Sontak hal ini menjadi “bola liar” yang menjadi perbincangan publik. Tidak sedikit yang bernada sinis, bahkan ada juga yang menaruh curiga agenda tersebut akan dibahas dipenghujung masa periode jabatan Presiden Jokowi dan DPR RI untuk mempersiapkan “wadah” bagi-bagi kekuasaan. Ada lagi yang menduga sebagai “dermaga baru” bagi Jokowi pasca tidak lagu menjabat Presiden RI Terlebih hak usul inisiatif DPR RI itu muncul diluar agenda Prolegnas (program legislasi nasional) yang tersusun sebelumnya. 

Bahkan sampai ada pertanyaan: apa urgensinya perubahan UU Wantimpres tersebut secara langsung bagi tujuan bernegara, yaitu meningkatkan kesejahteraan rakyat, kecuali hanya untuk kebutuhan elitis kekuasaan saja. Kita akan dapatkan “klarifikasi” jawaban dari para pelaku politik pada saat pembahasan dan pengesahan rencana perubahan UU tersebut sejak dibuka masa sidang DPR RI pada 16 Agustus nanti.

*COUNCIL OF STATE, SEBUAH PERTIMBANGAN

Guna memberikan masukan dan pertimbangan secara kelembagaan terhadap Presiden didalam menyelenggarakan pemerintahan, melalui Pasal 16 UUD 1945 dicatat sebagai landasan dan fungsi kehadiran lembaga tinggi negara Dewan Pertimbangan Agung (DPA). Seiring dengan perubahan sistem Pemerintahan Indonesia menjadi sistem parlementer, keberadaan DPA menjadi tidak berarti dan berfungsi. 

Kemudian berdasarkan amandemen UUD 1945, dengan alasan tidak jelas fungsinya, tidak efisien, dan menjadi tidak berarti, lembaga DPA dihapuskan melalui Keputusan Presiden Nomor: 135/M/2003 tanggal 31 Juli 2003. Pasca amandemen UUD 1945, melalui UU 19/2006 dengan didasari pada posisi suatu dewan yang memiliki tugas memberikan nasihat dan pertimbangan kepada Presiden tetap diperlukan, dibentuklah lembaga yang disebut Dewan Pertimbangan Presiden (Wantimpres).

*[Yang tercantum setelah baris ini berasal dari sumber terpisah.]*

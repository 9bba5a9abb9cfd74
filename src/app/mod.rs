//! Application layer.
//!
//! - [`VotingApp`] - kameo actor owning the reconciled state
//! - [`spawn_app`] - starts the actor with its poll loop and event forwarders
//! - [`PollScheduler`] - decides when status polls fire
//!
//! ```ignore
//! let handle = spawn_app(contract, session, AppConfig::default()).await;
//! handle.app.ask(AppCmd::SelectElection { election_id: 1 }).await?;
//! while let Some(event) = handle.events.recv().await { /* render */ }
//! ```

mod actor;
mod runtime;
mod scheduler;

pub use actor::{CurrentBallot, InitialLoad, PollTick, StatusOf, VotingApp};
pub use runtime::{spawn_app, spawn_app_with_scheduler, AppConfig, AppHandle};
pub use scheduler::{IntervalScheduler, PollScheduler, PollSchedulerConfig, DEFAULT_POLL_INTERVAL};
//! Effective election status.
//!
//! The contract exposes two signals that can disagree for a while: the stored
//! `is_active` flag and the deadline. The effective status combines both with
//! the chain's clock and is derived on demand from the latest observation.
//!
//! ```text
//! Unknown --observe()--> Open | Closed
//! Open    --observe() past deadline / flag cleared--> Closed
//! Open    --force_closed(ConclusionEvent | VoteRejected)--> Closed
//! Closed  --(anything)--> Closed
//! ```
//!
//! There is no way back from `Closed`.

use std::fmt::Display;

use log::info;

/// `true` while the election accepts votes. `now == deadline` is already closed.
pub fn effective_active(is_active_flag: bool, deadline: u64, now: u64) -> bool {
    is_active_flag && now < deadline
}

/// Why an election stopped accepting votes, ordered by authority.
#[derive(Debug, Clone, Copy, PartialEq, Eq, PartialOrd, Ord)]
pub enum ClosureCause {
    /// The chain clock reached the deadline.
    Deadline,
    /// The contract cleared its `is_active` flag before the deadline.
    FlagCleared,
    /// A vote was rejected because the election had concluded.
    VoteRejected,
    /// The contract emitted `ElectionConcluded`.
    ConclusionEvent,
}

#[derive(Debug, Clone, Copy, PartialEq, Eq)]
pub enum ElectionStatus {
    Open,
    Closed(ClosureCause),
}

impl ElectionStatus {
    pub fn is_open(&self) -> bool {
        matches!(self, ElectionStatus::Open)
    }
}

impl Display for ElectionStatus {
    fn fmt(&self, f: &mut std::fmt::Formatter<'_>) -> std::fmt::Result {
        match self {
            ElectionStatus::Open => write!(f, "Open"),
            ElectionStatus::Closed(cause) => write!(f, "Closed({cause:?})"),
        }
    }
}

/// Raw inputs of one reconciliation pass.
#[derive(Debug, Clone, Copy, PartialEq, Eq)]
pub struct Observation {
    pub is_active_flag: bool,
    pub deadline: u64,
    pub now: u64,
}

impl Observation {
    fn derive(&self) -> ElectionStatus {
        if effective_active(self.is_active_flag, self.deadline, self.now) {
            ElectionStatus::Open
        } else if self.now >= self.deadline {
            ElectionStatus::Closed(ClosureCause::Deadline)
        } else {
            ElectionStatus::Closed(ClosureCause::FlagCleared)
        }
    }
}

/// Latest observation of one election plus the one-way closure latch.
#[derive(Debug, Clone, Default)]
pub struct StatusCell {
    last: Option<Observation>,
    closed: Option<ClosureCause>,
}

impl StatusCell {
    /// `None` until something was observed or forced.
    pub fn status(&self) -> Option<ElectionStatus> {
        if let Some(cause) = self.closed {
            return Some(ElectionStatus::Closed(cause));
        }
        self.last.as_ref().map(Observation::derive)
    }

    pub fn last_now(&self) -> Option<u64> {
        self.last.map(|o| o.now)
    }

    /// Records a read of flag, deadline and clock. Returns `true` if the
    /// visible status (open / closed / unknown) changed.
    ///
    /// The clock never moves backwards: a read that completes after a newer one
    /// keeps the newer `now`.
    pub fn observe(&mut self, observation: Observation) -> bool {
        let before = self.status().map(|s| s.is_open());
        let now = match self.last {
            Some(last) => last.now.max(observation.now),
            None => observation.now,
        };
        let merged = Observation { now, ..observation };
        self.last = Some(merged);
        if let ElectionStatus::Closed(cause) = merged.derive() {
            self.latch(cause);
        }
        before != self.status().map(|s| s.is_open())
    }

    /// Closes the election regardless of flag and clock. Returns `true` if it
    /// was not already closed.
    pub fn force_closed(&mut self, cause: ClosureCause) -> bool {
        let was_closed = self.closed.is_some();
        self.latch(cause);
        !was_closed
    }

    fn latch(&mut self, cause: ClosureCause) {
        match self.closed {
            // Keep the most authoritative cause.
            Some(current) if current >= cause => {}
            Some(current) => {
                info!("[latch] Closure cause upgraded from {current:?} to {cause:?}");
                self.closed = Some(cause);
            }
            None => {
                info!("[latch] Transitioning to Closed({cause:?})");
                self.closed = Some(cause);
            }
        }
    }
}

#[cfg(test)]
mod tests {
    use super::*;

    fn obs(flag: bool, deadline: u64, now: u64) -> Observation {
        Observation {
            is_active_flag: flag,
            deadline,
            now,
        }
    }

    #[test]
    fn test_deadline_boundary_is_closed() {
        assert!(effective_active(true, 100, 99));
        assert!(!effective_active(true, 100, 100));
        assert!(!effective_active(true, 100, 101));
        assert!(!effective_active(false, 100, 50));
    }

    #[test]
    fn test_unknown_until_observed() {
        let cell = StatusCell::default();
        assert_eq!(cell.status(), None);
        assert_eq!(cell.last_now(), None);
    }

    #[test]
    fn test_closed_never_reopens() {
        let mut cell = StatusCell::default();
        assert!(cell.observe(obs(true, 100, 10)));
        assert_eq!(cell.status(), Some(ElectionStatus::Open));

        assert!(cell.observe(obs(true, 100, 100)));
        assert_eq!(
            cell.status(),
            Some(ElectionStatus::Closed(ClosureCause::Deadline))
        );

        // A stale read from before the deadline cannot reopen it.
        assert!(!cell.observe(obs(true, 100, 50)));
        assert!(!cell.observe(obs(true, 200, 150)));
        assert_eq!(
            cell.status(),
            Some(ElectionStatus::Closed(ClosureCause::Deadline))
        );
        assert_eq!(cell.last_now(), Some(150));
    }

    #[test]
    fn test_flag_cleared_before_deadline() {
        let mut cell = StatusCell::default();
        cell.observe(obs(false, 100, 10));
        assert_eq!(
            cell.status(),
            Some(ElectionStatus::Closed(ClosureCause::FlagCleared))
        );
    }

    #[test]
    fn test_conclusion_event_outranks_other_causes() {
        let mut cell = StatusCell::default();
        cell.observe(obs(true, 100, 120));
        assert!(!cell.force_closed(ClosureCause::ConclusionEvent));
        assert_eq!(
            cell.status(),
            Some(ElectionStatus::Closed(ClosureCause::ConclusionEvent))
        );
        // A weaker cause arriving later does not downgrade it.
        cell.force_closed(ClosureCause::VoteRejected);
        cell.observe(obs(false, 100, 130));
        assert_eq!(
            cell.status(),
            Some(ElectionStatus::Closed(ClosureCause::ConclusionEvent))
        );
    }

    #[test]
    fn test_force_closed_without_observation() {
        let mut cell = StatusCell::default();
        assert!(cell.force_closed(ClosureCause::ConclusionEvent));
        assert!(!cell.observe(obs(true, 100, 10)));
        assert!(!cell.status().unwrap().is_open());
    }
}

Namun bukan dimaknai sebagai sebuah dewan pertimbangan yang sejajar dengan Presiden atau lembaga negara lainnya sebagaimana sebuah dewan pertimbangan yang sejajar dengan Presiden atau lembaga negara lainnya, seperti DPA ketika masa sebelum amandemen UUD 1945, tetapi menjadi bagian dari kekuasaan pemerintah negara yang berada dibawah Presiden dan bertanggungjawab kepada Presiden. 

Sebagaimana tertuang dalam UU 19/2006, Wantimpres memiliki tugas memberikan pertimbangan dan nasihat dalam menjalankan kekuasaan pemerintahan negara kepada Presiden sebagaimana dimaksud dalam Pasal 16 UUD 1945 sebelum amandemen.

 Meskipun secara substansi tidak berbeda dalam menjalankan fungsi antara Wantimpres dengan DPA, namun secara penamaan kelembagaan, nama DPA tidak tercantum lagi didalam UUD 1945 (amandemen). Lantas, sesuatu penamaan lembaga yang pernah ada kemudian dihapuskan melalui amandemen konstitusi meskipun berganti nama namun tetap menjalankan fungsi dan tugasnya yang sama, dapat dikategorikan sesuatu yang in-konstitusional? Bukan pada nama lembaga arti pentingnya, tetapi lebih kepada substansi tugas dan fungsi serta status kelembagaannya, apakah dikategorikan sebagai lembaga tinggi negara (sebelum amandemen), atau ada pada bagian dibawah kekuasaan Presiden (setelah amandemen) sebagai penegasan kekuasaan Presiden yang dipilih secara langsung oleh rakyat dengan sistem pemerintahan presidensial.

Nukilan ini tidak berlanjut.